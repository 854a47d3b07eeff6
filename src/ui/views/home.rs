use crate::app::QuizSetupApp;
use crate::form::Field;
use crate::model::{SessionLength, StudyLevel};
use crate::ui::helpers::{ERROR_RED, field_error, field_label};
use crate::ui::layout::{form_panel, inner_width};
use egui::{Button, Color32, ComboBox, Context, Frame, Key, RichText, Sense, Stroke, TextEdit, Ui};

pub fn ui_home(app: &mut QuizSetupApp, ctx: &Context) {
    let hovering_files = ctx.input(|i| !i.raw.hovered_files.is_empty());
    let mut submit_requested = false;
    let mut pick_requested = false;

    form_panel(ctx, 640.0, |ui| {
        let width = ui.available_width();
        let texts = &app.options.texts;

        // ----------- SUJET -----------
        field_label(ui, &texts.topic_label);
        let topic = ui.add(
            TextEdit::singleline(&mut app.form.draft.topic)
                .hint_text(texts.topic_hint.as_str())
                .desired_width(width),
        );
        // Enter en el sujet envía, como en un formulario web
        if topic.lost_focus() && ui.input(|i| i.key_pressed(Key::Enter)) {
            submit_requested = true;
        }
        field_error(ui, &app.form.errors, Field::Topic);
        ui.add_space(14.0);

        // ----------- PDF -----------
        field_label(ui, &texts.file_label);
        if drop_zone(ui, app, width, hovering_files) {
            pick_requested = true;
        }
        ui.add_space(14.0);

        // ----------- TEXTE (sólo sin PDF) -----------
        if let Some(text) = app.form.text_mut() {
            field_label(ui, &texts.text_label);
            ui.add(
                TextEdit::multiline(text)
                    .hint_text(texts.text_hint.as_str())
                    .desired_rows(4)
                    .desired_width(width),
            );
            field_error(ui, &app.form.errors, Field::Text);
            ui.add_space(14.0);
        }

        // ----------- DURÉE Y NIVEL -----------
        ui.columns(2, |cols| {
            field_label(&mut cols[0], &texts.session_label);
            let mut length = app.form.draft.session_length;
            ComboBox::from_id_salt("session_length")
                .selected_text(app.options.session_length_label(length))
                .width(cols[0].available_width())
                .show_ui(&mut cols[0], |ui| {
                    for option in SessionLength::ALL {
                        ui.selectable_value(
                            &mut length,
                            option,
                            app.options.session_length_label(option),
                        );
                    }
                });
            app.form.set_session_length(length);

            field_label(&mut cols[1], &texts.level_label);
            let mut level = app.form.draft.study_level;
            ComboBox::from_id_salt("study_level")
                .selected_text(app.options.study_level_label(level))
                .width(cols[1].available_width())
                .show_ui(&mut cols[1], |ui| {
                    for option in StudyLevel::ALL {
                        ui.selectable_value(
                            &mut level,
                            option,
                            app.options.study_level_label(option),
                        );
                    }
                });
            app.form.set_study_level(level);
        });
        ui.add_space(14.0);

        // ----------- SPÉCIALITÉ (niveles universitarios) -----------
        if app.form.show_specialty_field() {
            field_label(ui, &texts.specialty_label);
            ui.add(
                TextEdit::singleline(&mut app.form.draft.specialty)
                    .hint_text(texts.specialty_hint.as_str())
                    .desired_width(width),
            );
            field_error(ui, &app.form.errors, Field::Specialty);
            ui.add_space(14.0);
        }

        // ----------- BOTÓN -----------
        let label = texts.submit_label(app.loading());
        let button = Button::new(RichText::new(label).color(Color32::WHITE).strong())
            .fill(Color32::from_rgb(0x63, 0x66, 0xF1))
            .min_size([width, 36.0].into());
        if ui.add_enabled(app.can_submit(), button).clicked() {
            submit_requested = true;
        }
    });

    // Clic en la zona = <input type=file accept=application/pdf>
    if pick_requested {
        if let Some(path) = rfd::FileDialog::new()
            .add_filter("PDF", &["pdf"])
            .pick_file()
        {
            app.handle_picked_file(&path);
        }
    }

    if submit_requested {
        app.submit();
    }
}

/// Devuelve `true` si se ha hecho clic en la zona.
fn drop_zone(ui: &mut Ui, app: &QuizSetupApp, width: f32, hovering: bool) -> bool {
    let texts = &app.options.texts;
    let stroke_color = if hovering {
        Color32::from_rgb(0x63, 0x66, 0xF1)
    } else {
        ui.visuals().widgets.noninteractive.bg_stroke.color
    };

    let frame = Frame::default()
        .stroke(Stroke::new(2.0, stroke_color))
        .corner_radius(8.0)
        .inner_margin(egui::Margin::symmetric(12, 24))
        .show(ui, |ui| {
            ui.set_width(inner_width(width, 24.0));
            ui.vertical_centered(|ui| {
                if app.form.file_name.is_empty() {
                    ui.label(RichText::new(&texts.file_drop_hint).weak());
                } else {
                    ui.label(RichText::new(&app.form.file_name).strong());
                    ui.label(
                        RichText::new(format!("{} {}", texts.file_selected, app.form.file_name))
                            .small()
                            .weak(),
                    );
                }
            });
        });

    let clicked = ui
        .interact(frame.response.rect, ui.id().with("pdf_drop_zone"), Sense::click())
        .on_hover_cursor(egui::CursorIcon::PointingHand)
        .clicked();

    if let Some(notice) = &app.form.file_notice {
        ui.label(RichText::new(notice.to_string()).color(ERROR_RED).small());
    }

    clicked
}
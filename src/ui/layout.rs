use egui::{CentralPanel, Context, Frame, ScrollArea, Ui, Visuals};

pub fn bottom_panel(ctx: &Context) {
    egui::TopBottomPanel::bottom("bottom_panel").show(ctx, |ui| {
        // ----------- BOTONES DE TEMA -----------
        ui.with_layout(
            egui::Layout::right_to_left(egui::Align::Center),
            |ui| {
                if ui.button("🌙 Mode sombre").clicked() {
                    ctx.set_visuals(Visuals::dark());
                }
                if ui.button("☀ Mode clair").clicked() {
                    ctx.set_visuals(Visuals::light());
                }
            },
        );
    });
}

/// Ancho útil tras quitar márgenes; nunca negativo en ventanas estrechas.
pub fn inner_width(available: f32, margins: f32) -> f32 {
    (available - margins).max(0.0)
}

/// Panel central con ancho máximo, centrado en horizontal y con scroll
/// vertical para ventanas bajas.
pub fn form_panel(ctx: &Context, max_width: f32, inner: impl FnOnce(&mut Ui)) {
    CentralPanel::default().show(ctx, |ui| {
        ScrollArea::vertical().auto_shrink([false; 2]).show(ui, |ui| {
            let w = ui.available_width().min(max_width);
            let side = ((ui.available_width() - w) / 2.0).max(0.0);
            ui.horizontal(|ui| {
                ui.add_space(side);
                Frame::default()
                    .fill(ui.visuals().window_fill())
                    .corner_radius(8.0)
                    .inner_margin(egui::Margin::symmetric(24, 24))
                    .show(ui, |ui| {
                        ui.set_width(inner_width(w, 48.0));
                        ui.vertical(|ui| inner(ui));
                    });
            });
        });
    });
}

Work task: Every line above should be transcribed exactly.

Problem solution:
repository 854a47d3b07eeff6
filename src/ui/views/home.rs
use crate::app::QuizSetupApp;
use crate::form::Field;
use crate::model::{SessionLength, StudyLevel};
use crate::ui::helpers::{ERROR_RED, field_error, field_label};
use crate::ui::layout::{form_panel, inner_width};
use egui::{Button, Color32, ComboBox, Context, Frame, Key, RichText, Sense, Stroke, TextEdit, Ui};

pub fn ui_home(app: &mut QuizSetupApp, ctx: &Context) {
    let hovering_files = ctx.input(|i| !i.raw.hovered_files.is_empty());
    let mut submit_requested = false;
    let mut pick_requested = false;

    form_panel(ctx, 640.0, |ui| {
        let width = ui.available_width();
        let texts = &app.options.texts;

        // ----------- SUJET -----------
        field_label(ui, &texts.topic_label);
        let topic = ui.add(
            TextEdit::singleline(&mut app.form.draft.topic)
                .hint_text(texts.topic_hint.as_str())
                .desired_width(width),
        );
        // Enter en el sujet envía, como en un formulario web
        if topic.lost_focus() && ui.input(|i| i.key_pressed(Key::Enter)) {
            submit_requested = true;
        }
        field_error(ui, &app.form.errors, Field::Topic);
        ui.add_space(14.0);

        // ----------- PDF -----------
        field_label(ui, &texts.file_label);
        if drop_zone(ui, app, width, hovering_files) {
            pick_requested = true;
        }
        ui.add_space(14.0);

        // ----------- TEXTE (sólo sin PDF) -----------
        if let Some(text) = app.form.text_mut() {
            field_label(ui, &texts.text_label);
            ui.add(
                TextEdit::multiline(text)
                    .hint_text(texts.text_hint.as_str())
                    .desired_rows(4)
                    .desired_width(width),
            );
            field_error(ui, &app.form.errors, Field::Text);
            ui.add_space(14.0);
        }

        // ----------- DURÉE Y NIVEL -----------
        ui.columns(2, |cols| {
            field_label(&mut cols[0], &texts.session_label);
            let mut length = app.form.draft.session_length;
            ComboBox::from_id_salt("session_length")
                .selected_text(app.options.session_length_label(length))
                .width(cols[0].available_width())
                .show_ui(&mut cols[0], |ui| {
                    for option in SessionLength::ALL {
                        ui.selectable_value(
                            &mut length,
                            option,
                            app.options.session_length_label(option),
                        );
                    }
                });
            app.form.set_session_length(length);

            field_label(&mut cols[1], &texts.level_label);
            let mut level = app.form.draft.study_level;
            ComboBox::from_id_salt("study_level")
                .selected_text(app.options.study_level_label(level))
                .width(cols[1].available_width())
                .show_ui(&mut cols[1], |ui| {
                    for option in StudyLevel::ALL {
                        ui.selectable_value(
                            &mut level,
                            option,
                            app.options.study_level_label(option),
                        );
                    }
                });
            app.form.set_study_level(level);
        });
        ui.add_space(14.0);

        // ----------- SPÉCIALITÉ (niveles universitarios) -----------
        if app.form.show_specialty_field() {
            field_label(ui, &texts.specialty_label);
            ui.add(
                TextEdit::singleline(&mut app.form.draft.specialty)
                    .hint_text(texts.specialty_hint.as_str())
                    .desired_width(width),
            );
            field_error(ui, &app.form.errors, Field::Specialty);
            ui.add_space(14.0);
        }

        // ----------- BOTÓN -----------
        let label = texts.submit_label(app.loading());
        let button = Button::new(RichText::new(label).color(Color32::WHITE).strong())
            .fill(Color32::from_rgb(0x63, 0x66, 0xF1))
            .min_size([width, 36.0].into());
        if ui.add_enabled(app.can_submit(), button).clicked() {
            submit_requested = true;
        }
    });

    // Clic en la zona = <input type=file accept=application/pdf>
    if pick_requested {
        if let Some(path) = rfd::FileDialog::new()
            .add_filter("PDF", &["pdf"])
            .pick_file()
        {
            app.handle_picked_file(&path);
        }
    }

    if submit_requested {
        app.submit();
    }
}

/// Devuelve `true` si se ha hecho clic en la zona.
fn drop_zone(ui: &mut Ui, app: &QuizSetupApp, width: f32, hovering: bool) -> bool {
    let texts = &app.options.texts;
    let stroke_color = if hovering {
        Color32::from_rgb(0x63, 0x66, 0xF1)
    } else {
        ui.visuals().widgets.noninteractive.bg_stroke.color
    };

    let frame = Frame::default()
        .stroke(Stroke::new(2.0, stroke_color))
        .corner_radius(8.0)
        .inner_margin(egui::Margin::symmetric(12, 24))
        .show(ui, |ui| {
            ui.set_width(inner_width(width, 24.0));
            ui.vertical_centered(|ui| {
                if app.form.file_name.is_empty() {
                    ui.label(RichText::new(&texts.file_drop_hint).weak());
                } else {
                    ui.label(RichText::new(&app.form.file_name).strong());
                    ui.label(
                        RichText::new(format!("{} {}", texts.file_selected, app.form.file_name))
                            .small()
                            .weak(),
                    );
                }
            });
        });

    let clicked = ui
        .interact(frame.response.rect, ui.id().with("pdf_drop_zone"), Sense::click())
        .on_hover_cursor(egui::CursorIcon::PointingHand)
        .clicked();

    if let Some(notice) = &app.form.file_notice {
        ui.label(RichText::new(notice.to_string()).color(ERROR_RED).small());
    }

    clicked
}
filename src/ui/layout.rs
use egui::{CentralPanel, Context, Frame, ScrollArea, Ui, Visuals};

pub fn bottom_panel(ctx: &Context) {
    egui::TopBottomPanel::bottom("bottom_panel").show(ctx, |ui| {
        // ----------- BOTONES DE TEMA -----------
        ui.with_layout(
            egui::Layout::right_to_left(egui::Align::Center),
            |ui| {
                if ui.button("🌙 Mode sombre").clicked() {
                    ctx.set_visuals(Visuals::dark());
                }
                if ui.button("☀ Mode clair").clicked() {
                    ctx.set_visuals(Visuals::light());
                }
            },
        );
    });
}

/// Ancho útil tras quitar márgenes; nunca negativo en ventanas estrechas.
pub fn inner_width(available: f32, margins: f32) -> f32 {
    (available - margins).max(0.0)
}

/// Panel central con ancho máximo, centrado en horizontal y con scroll
/// vertical para ventanas bajas.
pub fn form_panel(ctx: &Context, max_width: f32, inner: impl FnOnce(&mut Ui)) {
    CentralPanel::default().show(ctx, |ui| {
        ScrollArea::vertical().auto_shrink([false; 2]).show(ui, |ui| {
            let w = ui.available_width().min(max_width);
            let side = ((ui.available_width() - w) / 2.0).max(0.0);
            ui.horizontal(|ui| {
                ui.add_space(side);
                Frame::default()
                    .fill(ui.visuals().window_fill())
                    .corner_radius(8.0)
                    .inner_margin(egui::Margin::symmetric(24, 24))
                    .show(ui, |ui| {
                        ui.set_width(inner_width(w, 48.0));
                        ui.vertical(|ui| inner(ui));
                    });
            });
        });
    });
}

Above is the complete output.